I’M Not A Virgin

I’M Not A Virgin
Part 178


Dengan berat hati, Delavar berangkat bekerja. Selama di kantor, pria itu tak fokus. Pikiran terus saja berhenti pada sang istri yang sejak tadi belum menjawab pesan darinya. Padahal, baru juga lima jam berpisah.


“Atau aku telepon saja?” gumam Delavar yang sudah tak sabar ingin mengetahui kabar dari Amartha. Anak ketiga keluarga Dominique itu sudah meraih ponsel hendak menelepon istri tercinta. Tapi, pintu mendadak diketuk dari luar dan menyembulkan sekretaris baru pilihan Daddy Davis.


“Tuan, rapat segera dimulai.”


Informasi itu membuat Delavar mendesah kecewa karena harus mengurungkan niat untuk menelepon Amartha. “Oke.” Dia pun memasukkan ponsel ke dalam saku jas dan keluar menuju ruang rapat.


Sepanjang waktu pembahasan proyek yang akan dijalankan oleh perusahaan Delavar, pria itu fokusnya terus terbagi. Entah kenapa tak seperti biasa. Hari ini dia merasa berat meninggalkan Amartha dan selalu kepikiran dengan istri tercinta.


Mata Delavar bergantian melihat ke arah layar ponsel dan proyektor. Jemari sedari tadi tak bisa berhenti bergerak. “Kenapa istriku tak ada kabar sampai sore?” Lagi-lagi dia bergumam seorang diri. Biasanya, Amartha setiap jam sudah mengirim pesan.


“Tuan, mohon untuk fokus pada rapat terlebih dahulu,” tegur sekretaris baru Delavar dengan berbisik dari arah belakang.


“Iya.” Delavar pun membalikkan layar agar mata tak mencuri pandang ke arah ponsel pintar itu. Dia mendengarkan dan meneliti dengan seksama.


Namun, saat Delavar sudah mulai bisa fokus pada rapat, justru merasakan getaran dari ponsel. Segera tangan pun meraih benda tersebut untuk melihat penelepon. Hembusan napas kecewa keluar dari bibir. “Ku kira istriku, ternyata Mommy.”

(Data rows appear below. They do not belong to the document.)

use kiln_diagnostic::DiagnosticConfig;
use kiln_types::TargetInfo;

/// Per-unit compiler configuration.
#[derive(Clone, Debug, PartialEq, Eq)]
pub struct CompileOptions {
    /// Name given to the backend module.
    pub module_name: String,
    pub target: TargetInfo,
    pub diagnostics: DiagnosticConfig,
    /// Deduplication key recorded on the unit's enums and structs.
    pub once_tag: Option<String>,
    /// Maximum number of consecutive macro rewrites of one node.
    pub max_expansion_depth: u32,
}

impl Default for CompileOptions {
    fn default() -> Self {
        CompileOptions {
            module_name: "main".to_owned(),
            target: TargetInfo::default(),
            diagnostics: DiagnosticConfig::default(),
            once_tag: None,
            max_expansion_depth: 128,
        }
    }
}
//! ID newtypes for backend entities.

use std::fmt;

macro_rules! define_id {
    ($(#[$meta:meta])* $name:ident, $prefix:literal) => {
        $(#[$meta])*
        #[derive(Copy, Clone, PartialEq, Eq, Hash, PartialOrd, Ord)]
        #[repr(transparent)]
        pub struct $name(u32);

        impl $name {
            #[inline]
            pub fn new(raw: u32) -> Self {
                Self(raw)
            }

            #[inline]
            pub fn raw(self) -> u32 {
                self.0
            }

            #[inline]
            pub fn index(self) -> usize {
                self.0 as usize
            }

            pub(crate) fn from_len(len: usize) -> Self {
                Self(u32::try_from(len).unwrap_or(u32::MAX))
            }
        }

        impl fmt::Debug for $name {
            fn fmt(&self, f: &mut fmt::Formatter<'_>) -> fmt::Result {
                write!(f, "{}{}", $prefix, self.0)
            }
        }
    };
}

define_id!(
    /// SSA value: an instruction result, parameter or constant.
    ValueId,
    "%v"
);
define_id!(
    /// Basic block, unique across the whole module.
    BlockId,
    "bb"
);
define_id!(
    /// Declared or defined function.
    FunctionId,
    "fn"
);
define_id!(
    /// Backend type.
    LlTypeId,
    "ty"
);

Delavar menaikkan tangan untuk memberikan isyarat agar rapat dijeda terlebih dahulu. “Aku keluar sebentar,” pamitnya, lalu meninggalkan ruangan tersebut.


Delavar segera mengangkat telepon sebelum terputus. “Ya, Mom? Ada apa?”


“Ke rumah sakit segera! Istrimu mau melahirkan!” Suara Mommy Diora terdengar tergesa-gesa saat memberikan perintah.


“Jangan banyak bertanya! Datang ke sini segera! Istrimu sudah merasakan kontraksi!”


“Rumah sakit mana?”


“Hakanimen Grand Luxury!”


Mommy Diora pun langsung mematikan panggilan tersebut. Delavar segera masuk kembali ke dalam ruang meeting.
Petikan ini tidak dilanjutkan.